Immunophenotypic and Molecular Features of Acute Myeloid Leukemia with Plasmacytoid Dendritic Cell Differentiation Are Distinct from Blastic Plasmacytoid Dendritic Cell Neoplasm

Cancers (Basel). 2022 Jul 11;14(14):3375. doi: 10.3390/cancers14143375.

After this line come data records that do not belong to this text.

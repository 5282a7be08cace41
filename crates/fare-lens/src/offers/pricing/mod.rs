mod config;
mod rules;

pub use config::PricingHeuristics;
pub use rules::SplitRule;

use super::baggage::BaggagePolicy;
use super::domain::{Itinerary, Price};
use rust_decimal::Decimal;
use serde::Serialize;

/// Price decomposition shown next to an offer. Recomputed on every call.
#[derive(Debug, Clone, PartialEq, Eq, Serialize)]
pub struct PriceBreakdown {
    pub currency: String,
    pub total: Decimal,
    pub base_price: Decimal,
    pub fees: Decimal,
    pub fees_percentage: u32,
    pub estimated_baggage_fee: Decimal,
    pub estimated_seat_fee: Decimal,
    /// Total plus the add-ons most travelers end up buying.
    pub true_price: Decimal,
    pub rule: SplitRule,
    pub is_international: bool,
}

/// Stateless decomposer applying the configured heuristics.
#[derive(Debug, Clone, Default)]
pub struct PriceDecomposer {
    heuristics: PricingHeuristics,
}

impl PriceDecomposer {
    pub fn new(heuristics: PricingHeuristics) -> Self {
        Self { heuristics }
    }

    pub fn heuristics(&self) -> &PricingHeuristics {
        &self.heuristics
    }

    /// `baggage_policy` is the first leg's policy; it decides whether a
    /// checked bag still has to be bought.
    pub fn decompose(
        &self,
        price: &Price,
        itineraries: &[Itinerary],
        baggage_policy: &BaggagePolicy,
    ) -> PriceBreakdown {
        let split = rules::split_base_and_fees(price, &self.heuristics);
        let fees_percentage = rules::fees_percentage(split.fees, price.total);

        let is_international = itineraries
            .first()
            .map(is_international)
            .unwrap_or(false);

        let estimated_baggage_fee = if baggage_policy.checked_quantity > 0 {
            Decimal::ZERO
        } else if is_international {
            self.heuristics.international_bag_fee
        } else {
            self.heuristics.domestic_bag_fee
        };

        let estimated_seat_fee = if baggage_policy.is_basic_economy() {
            self.heuristics.basic_economy_seat_fee
        } else {
            Decimal::ZERO
        };

        PriceBreakdown {
            currency: price.currency.clone(),
            total: price.total,
            base_price: split.base,
            fees: split.fees,
            fees_percentage,
            estimated_baggage_fee,
            estimated_seat_fee,
            true_price: price.total + estimated_baggage_fee + estimated_seat_fee,
            rule: split.rule,
            is_international,
        }
    }
}

/// A leg counts as international when any of its segments connects airports
/// whose two-character code prefixes differ.
pub fn is_international(itinerary: &Itinerary) -> bool {
    itinerary.segments.iter().any(|segment| {
        !segment
            .departure
            .country_prefix()
            .eq_ignore_ascii_case(segment.arrival.country_prefix())
    })
}
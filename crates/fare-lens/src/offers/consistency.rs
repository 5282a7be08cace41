use super::baggage::BaggagePolicy;
use serde::Serialize;

/// Fields compared across legs.
#[derive(Debug, Clone, Copy, PartialEq, Eq, Serialize)]
#[serde(rename_all = "snake_case")]
pub enum ConsistencyField {
    CheckedQuantity,
    FareFamily,
    Wifi,
    CarryOn,
}

impl ConsistencyField {
    const ALL: [ConsistencyField; 4] = [
        ConsistencyField::CheckedQuantity,
        ConsistencyField::FareFamily,
        ConsistencyField::Wifi,
        ConsistencyField::CarryOn,
    ];

    fn differs(self, baseline: &BaggagePolicy, leg: &BaggagePolicy) -> bool {
        match self {
            ConsistencyField::CheckedQuantity => leg.checked_quantity != baseline.checked_quantity,
            ConsistencyField::FareFamily => leg.fare_family != baseline.fare_family,
            ConsistencyField::Wifi => leg.amenities.wifi != baseline.amenities.wifi,
            ConsistencyField::CarryOn => leg.carry_on != baseline.carry_on,
        }
    }
}

#[derive(Debug, Clone, PartialEq, Serialize)]
pub struct ConsistencyReport {
    pub differs: bool,
    pub per_leg: Vec<BaggagePolicy>,
}

impl ConsistencyReport {
    /// Fields on which at least one later leg departs from leg 0.
    pub fn divergent_fields(&self) -> Vec<ConsistencyField> {
        let Some((baseline, rest)) = self.per_leg.split_first() else {
            return Vec::new();
        };

        ConsistencyField::ALL
            .into_iter()
            .filter(|field| rest.iter().any(|leg| field.differs(baseline, leg)))
            .collect()
    }
}

fn differs_from(baseline: &BaggagePolicy, leg: &BaggagePolicy) -> bool {
    ConsistencyField::ALL
        .into_iter()
        .any(|field| field.differs(baseline, leg))
}

/// Flags an offer whose later legs disagree with the first one. Legs are only
/// compared against leg 0, never pairwise.
pub fn check(policies: &[BaggagePolicy]) -> ConsistencyReport {
    let differs = match policies.split_first() {
        Some((baseline, rest)) => rest.iter().any(|leg| differs_from(baseline, leg)),
        None => false,
    };

    ConsistencyReport {
        differs,
        per_leg: policies.to_vec(),
    }
}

Acute myeloid leukemia (AML) with ≥2% plasmacytoid dendritic cells (pDC) has been recently described as AML with pDC differentiation (pDC-AML) characterized by pDC expansion with frequent RUNX1 mutations. In this study, we investigated a cohort of 53 pDC-AML cases representing about 3% of all AML cases. We characterized their immunophenotype and genetic profiles and compared these findings with blastic plasmacytoid dendritic cell neoplasm (BPDCN). pDC-differentiation/expansion was preferentially observed in AML with an immature myeloid or myelomonocytic immunophenotype, where myeloblasts were frequently positive for CD34 (98%), CD117 (94%), HLA-DR (100%) and TdT (79%), with increased CD123 (89%) expression. The median number of pDCs in pDC-AML was 6.6% (range, 2% to 26.3%) and their immunophenotype reminiscent of pDCs in early or intermediate stages of differentiation. The immunophenotype of pDCs in pDC-AML was different from BPDCN (n = 39), with major disparities in CD34 (96% vs. 0%), CD56 (8% vs. 97%) and TCL1 (12% vs. 98%) and significant differences in frequency of CD4, CD13, CD22, CD25, CD36, CD38, CD117 and CD303 expression. At the molecular level, the genetic landscapes of pDC-AML and BPDCN also differ, with RUNX1 mutations detected in 64% of pDC-AML versus 2% of BPDCN. Disparities in TET2 (21% vs. 56%), FLT3 (23% vs. 0%), DNMT3A (32% vs. 10%) and ZRSR2 (2% vs. 16%) (all p < 0.05) were also detected. The distinct immunophenotypic and mutation profiles of pDC-AML and BPDCN indicate that the neoplastic pDCs in pDC-AML and BPDCN derived from different subsets of pDC precursors.

Keywords: BPDCN; acute myeloid leukemia; flow cytometry; immunophenotype; mutation; plasmacytoid dendritic cells.

Grant support

This research received no external funding.